Tutto giustissimo. Esportare stili di vita e sistemi politici come fossero lattine di Coca-Cola e serie tv è un progetto sgangherato, pericoloso. I neocon l’hanno data a bere per poco alla gente, ai tempi delle campagne in Afghanistan e Iraq. Solo che, per coerenza, se ne dovrebbe concludere che la dottrina dei diritti umani e del diritto internazionale non può essere oltranzista. Sullo scacchiere, la forza, il potere, il gioco degli equilibri e gli interessi, talora biechi, finiscono per contare di più della giustizia astratta. Altrimenti, spieghino i liberal quand’è che i loro totem etici motiverebbero, in varie forme, un intervento occidentale e quando, invece, sarebbe lecito tirare avanti fischiettando. Abbiamo mandato armi all’Ucraina perché indignati dagli abusi dello zar; riempiamo le piazze per Gaza martoriata; per Teheran cosa proponiamo?
Dopo l’uccisione di Masha Amini, la ragazza arrestata dalla polizia morale per aver indossato male il velo - e poi, sulla scorta della carcerazione arbitraria di Cecilia Sala - la stampa si era giustamente indignata per la ferocia della dittatura sciita. Repubblica aveva persino scritto che, da Giulia Cecchettin alla ventiduenne vittima degli ayatollah, «la rabbia delle donne» si sarebbe trasformata «in un potente strumento di cambiamento». Anche cambiamento di regime? Perché allora bisogna essere onesti: se da un lato è vero che una democrazia liberale non attecchisce, in assenza di una società e di una cultura disposte a svilupparla, è vero anche che quella società, di solito, non può essere liberata che con le armi. Sia che esse vengano imbracciate dai cittadini, sia che la rivoluzione venga favorita dall’offensiva militare di una potenza straniera - quali chance avrebbero avuto i partigiani italiani, senza il sacrificio degli Alleati? Chi risponde con il cineforum su Lolita a Teheran, vuole buttare la palla in angolo. Oppure apprezza soltanto le tecniche subdole: da noi, per il cambio di regime, non sono servite né la cultura né le bombe; sono bastati lo spread e il Covid.
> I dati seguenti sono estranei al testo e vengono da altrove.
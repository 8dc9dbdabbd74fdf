use crate::ExtensionValue;
use crate::Location;
use serde::Deserialize;
use serde::Deserializer;

/// Deserializes a field whose explicit `null` should be treated the same as
/// the field being absent.
pub(crate) fn null_as_default<'de, D, T>(deserializer: D) -> Result<T, D::Error>
where
    D: Deserializer<'de>,
    T: Default + Deserialize<'de>,
{
    Ok(Option::<T>::deserialize(deserializer)?.unwrap_or_default())
}

/// Deserializes an error entry's `locations` without letting a single
/// malformed location fail the whole entry.
///
/// Locations that cannot be read as a line/column pair are skipped (and
/// logged); every other location is kept in server order.
pub(crate) fn lenient_locations<'de, D>(
    deserializer: D,
) -> Result<Vec<Location>, D::Error>
where
    D: Deserializer<'de>,
{
    let raw_locations: Vec<ExtensionValue> = null_as_default(deserializer)?;
    Ok(raw_locations
        .iter()
        .filter_map(|raw| {
            let location = Location::from_extension_value(raw);
            if location.is_none() {
                log::debug!("Skipping malformed GraphQL error location: {raw:?}");
            }
            location
        })
        .collect())
}
use crate::serde_helpers::lenient_locations;
use crate::serde_helpers::null_as_default;
use crate::ExtensionValue;
use crate::Location;
use crate::PathSegment;
use indexmap::IndexMap;

/// Prefix applied to the textual form of every non-empty error rendering.
pub(crate) const MESSAGE_PREFIX: &str = "graphql: ";

/// Type alias for the open-ended `extensions` map on a [`GraphQLError`].
///
/// Uses IndexMap so that entries keep the order the server sent them in.
pub type GraphQLErrorExtensions = IndexMap<String, ExtensionValue>;

/// A single error entry from the `errors` array of a GraphQL response.
///
/// All fields are public so that decoders can populate them directly; no
/// validation is performed on any of them. Only `message` participates in the
/// textual form (see [`GraphQLError::format_oneline`]); everything else is
/// available via field access.
#[derive(Clone, Debug, PartialEq, thiserror::Error)]
#[derive(serde::Deserialize, serde::Serialize)]
#[error("{}", self.format_oneline())]
pub struct GraphQLError {
    /// Human-readable description of the error, exactly as the server sent
    /// it.
    pub message: String,

    /// Locations in the GraphQL document that caused the error, in server
    /// order.
    #[serde(
        default,
        deserialize_with = "lenient_locations",
        skip_serializing_if = "Vec::is_empty"
    )]
    pub locations: Vec<Location>,

    /// Path of the response field which got the error.
    ///
    /// Empty when the error is not associated with a particular field (e.g.
    /// validation errors raised before execution).
    #[serde(
        default,
        deserialize_with = "null_as_default",
        skip_serializing_if = "Vec::is_empty"
    )]
    pub path: Vec<PathSegment>,

    /// Additional, implementation-defined fields set by the GraphQL service.
    #[serde(
        default,
        deserialize_with = "null_as_default",
        skip_serializing_if = "IndexMap::is_empty"
    )]
    pub extensions: GraphQLErrorExtensions,
}

impl GraphQLError {
    /// Creates a new error with the given message and no locations, path, or
    /// extensions.
    pub fn new(message: impl Into<String>) -> Self {
        Self {
            message: message.into(),
            locations: vec![],
            path: vec![],
            extensions: GraphQLErrorExtensions::new(),
        }
    }

    pub fn with_locations(
        mut self,
        locations: impl IntoIterator<Item = Location>,
    ) -> Self {
        self.locations = locations.into_iter().collect();
        self
    }

    pub fn with_path(
        mut self,
        path: impl IntoIterator<Item = PathSegment>,
    ) -> Self {
        self.path = path.into_iter().collect();
        self
    }

    pub fn with_extensions(mut self, extensions: GraphQLErrorExtensions) -> Self {
        self.extensions = extensions;
        self
    }

    /// Adds (or replaces) a single entry in the extensions map.
    pub fn with_extension(
        mut self,
        key: impl Into<String>,
        value: impl Into<ExtensionValue>,
    ) -> Self {
        self.extensions.insert(key.into(), value.into());
        self
    }

    /// Formats this error as a single-line summary.
    ///
    /// Produces output like:
    /// ```text
    /// graphql: Name is required
    /// ```
    ///
    /// The message is inserted verbatim with no escaping, trimming, or
    /// truncation.
    pub fn format_oneline(&self) -> String {
        let mut output =
            String::with_capacity(MESSAGE_PREFIX.len() + self.message.len());
        output.push_str(MESSAGE_PREFIX);
        output.push_str(&self.message);
        output
    }
}
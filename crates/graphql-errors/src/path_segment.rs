use crate::ExtensionValue;

/// One segment of the response path attached to a [`GraphQLError`].
///
/// Servers encode field names as JSON strings and list indices as JSON
/// integers; the variant is chosen from the token type when decoding, so a
/// segment is never coerced from one kind to the other.
///
/// Anything else a server puts in a path (a negative number, a float, an
/// object, ...) is kept as-is in `Other` rather than failing the decode of the
/// whole error entry.
///
/// [`GraphQLError`]: crate::GraphQLError
#[derive(Clone, Debug, PartialEq)]
#[derive(serde::Deserialize, serde::Serialize)]
#[serde(untagged)]
pub enum PathSegment {
    /// A response field name (or alias).
    Name(String),

    /// An index into a list-typed response field.
    Index(usize),

    /// A segment that is neither a field name nor a list index.
    Other(ExtensionValue),
}

impl PathSegment {
    pub fn as_name(&self) -> Option<&str> {
        if let Self::Name(name) = self {
            Some(name.as_str())
        } else {
            None
        }
    }

    pub fn as_index(&self) -> Option<usize> {
        if let Self::Index(idx) = self {
            Some(*idx)
        } else {
            None
        }
    }

    pub fn as_other(&self) -> Option<&ExtensionValue> {
        if let Self::Other(value) = self {
            Some(value)
        } else {
            None
        }
    }
}

impl From<&str> for PathSegment {
    fn from(name: &str) -> Self {
        Self::Name(name.to_string())
    }
}

impl From<String> for PathSegment {
    fn from(name: String) -> Self {
        Self::Name(name)
    }
}

impl From<usize> for PathSegment {
    fn from(idx: usize) -> Self {
        Self::Index(idx)
    }
}
mod rendering_property_tests;
#[cfg(feature = "json")]
mod response_tests;
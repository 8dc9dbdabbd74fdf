use crate::graphql_error::MESSAGE_PREFIX;
use crate::GraphQLError;

/// Textual form of a [`GraphQLErrorList`] that contains no errors.
const EMPTY_LIST_TEXT: &str = "no errors";

/// Separator placed between messages when rendering a [`GraphQLErrorList`].
const MESSAGE_SEPARATOR: &str = "; ";

/// The ordered batch of errors returned by a GraphQL server.
///
/// This is an [`std::error::Error`] in its own right, so it can be returned
/// through generic error channels. Callers that want the structured entries
/// recover them by downcasting:
///
/// ```
/// # use graphql_errors::GraphQLError;
/// # use graphql_errors::GraphQLErrorList;
/// let err: Box<dyn std::error::Error> =
///     Box::new(GraphQLErrorList::from(vec![GraphQLError::new("boom")]));
///
/// let gql_errors = err.downcast_ref::<GraphQLErrorList>().unwrap();
/// assert_eq!(gql_errors.len(), 1);
/// ```
///
/// Once constructed the list can only grow: entries are never removed,
/// reordered, or mutated in place.
#[derive(Clone, Debug, Default, PartialEq, thiserror::Error)]
#[derive(serde::Deserialize, serde::Serialize)]
#[serde(transparent)]
#[error("{}", self.format_oneline())]
pub struct GraphQLErrorList {
    errors: Vec<GraphQLError>,
}

impl GraphQLErrorList {
    /// Creates an empty list.
    pub fn new() -> Self {
        Self { errors: vec![] }
    }

    /// Appends an error to the end of the list.
    pub fn push(&mut self, error: GraphQLError) {
        self.errors.push(error);
    }

    pub fn len(&self) -> usize {
        self.errors.len()
    }

    pub fn is_empty(&self) -> bool {
        self.errors.is_empty()
    }

    pub fn get(&self, idx: usize) -> Option<&GraphQLError> {
        self.errors.get(idx)
    }

    pub fn as_slice(&self) -> &[GraphQLError] {
        self.errors.as_slice()
    }

    /// Iterates the errors in stored order.
    pub fn iter(&self) -> std::slice::Iter<'_, GraphQLError> {
        self.errors.iter()
    }

    /// Formats every error message in this list as a single line.
    ///
    /// Produces output like:
    /// ```text
    /// graphql: E1; E2; E3
    /// ```
    ///
    /// An empty list always formats as `no errors`.
    pub fn format_oneline(&self) -> String {
        if self.errors.is_empty() {
            return EMPTY_LIST_TEXT.to_string();
        }

        let messages_len: usize =
            self.errors.iter().map(|error| error.message.len()).sum();
        let separators_len =
            MESSAGE_SEPARATOR.len() * (self.errors.len() - 1);
        let mut output = String::with_capacity(
            MESSAGE_PREFIX.len() + messages_len + separators_len,
        );

        output.push_str(MESSAGE_PREFIX);
        for (idx, error) in self.errors.iter().enumerate() {
            if idx > 0 {
                output.push_str(MESSAGE_SEPARATOR);
            }
            output.push_str(&error.message);
        }
        output
    }
}

impl From<Vec<GraphQLError>> for GraphQLErrorList {
    fn from(errors: Vec<GraphQLError>) -> Self {
        Self { errors }
    }
}

impl From<GraphQLError> for GraphQLErrorList {
    fn from(error: GraphQLError) -> Self {
        Self { errors: vec![error] }
    }
}

impl FromIterator<GraphQLError> for GraphQLErrorList {
    fn from_iter<I: IntoIterator<Item = GraphQLError>>(iter: I) -> Self {
        Self {
            errors: iter.into_iter().collect(),
        }
    }
}

impl IntoIterator for GraphQLErrorList {
    type Item = GraphQLError;
    type IntoIter = std::vec::IntoIter<GraphQLError>;

    fn into_iter(self) -> Self::IntoIter {
        self.errors.into_iter()
    }
}

impl<'a> IntoIterator for &'a GraphQLErrorList {
    type Item = &'a GraphQLError;
    type IntoIter = std::slice::Iter<'a, GraphQLError>;

    fn into_iter(self) -> Self::IntoIter {
        self.errors.iter()
    }
}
Ci si deve decidere. La smania del regime change è un’autostrada per l’inferno? In tal caso, bisognerà accettare che l’epoca dell’internazionalismo liberale, con le sue regole di condotta, istituite in buona fede ma pure per blindare l’egemonia americana, è al tramonto. L’umanitarismo è ancora un valore assoluto? Se è così, ci si armi e si parta per ogni luogo di sofferenza; gli scempi di Muammar Gheddafi non erano peggiori di quelli di Ali Khamenei.
Oppure il sottinteso è un altro? Che il cambio di regime va bene se lo pretende chi ci sta simpatico? E al contrario, quando lo persegue l’odioso e odiato Benjamin Netanyahu, s’invoca il negoziato? Il negoziato stesso è sacrosanto, se lo caldeggiano Emmanuel Macron ed Elly Schlein, mentre è un atto di codardia se Donald Trump, benché abbia schierato jet e portaerei, cerca un ultimo canale di dialogo? Trump always chickens out, Trump si tira sempre indietro, lo dileggiano Oltreoceano. L’escalation, quindi, andava bene in Russia: quella di Joe Biden era «controllata», strategica. Un colpo di genio. E in Medio Oriente? Ci spaventa il prezzo del petrolio e non ci spaventava il prezzo del gas?
Loro, quelli che una volta leggevano il Libretto rosso, dovrebbero saperlo: la rivoluzione non è un pranzo di gala. Di sicuro, non la si fa a colpi di editoriali.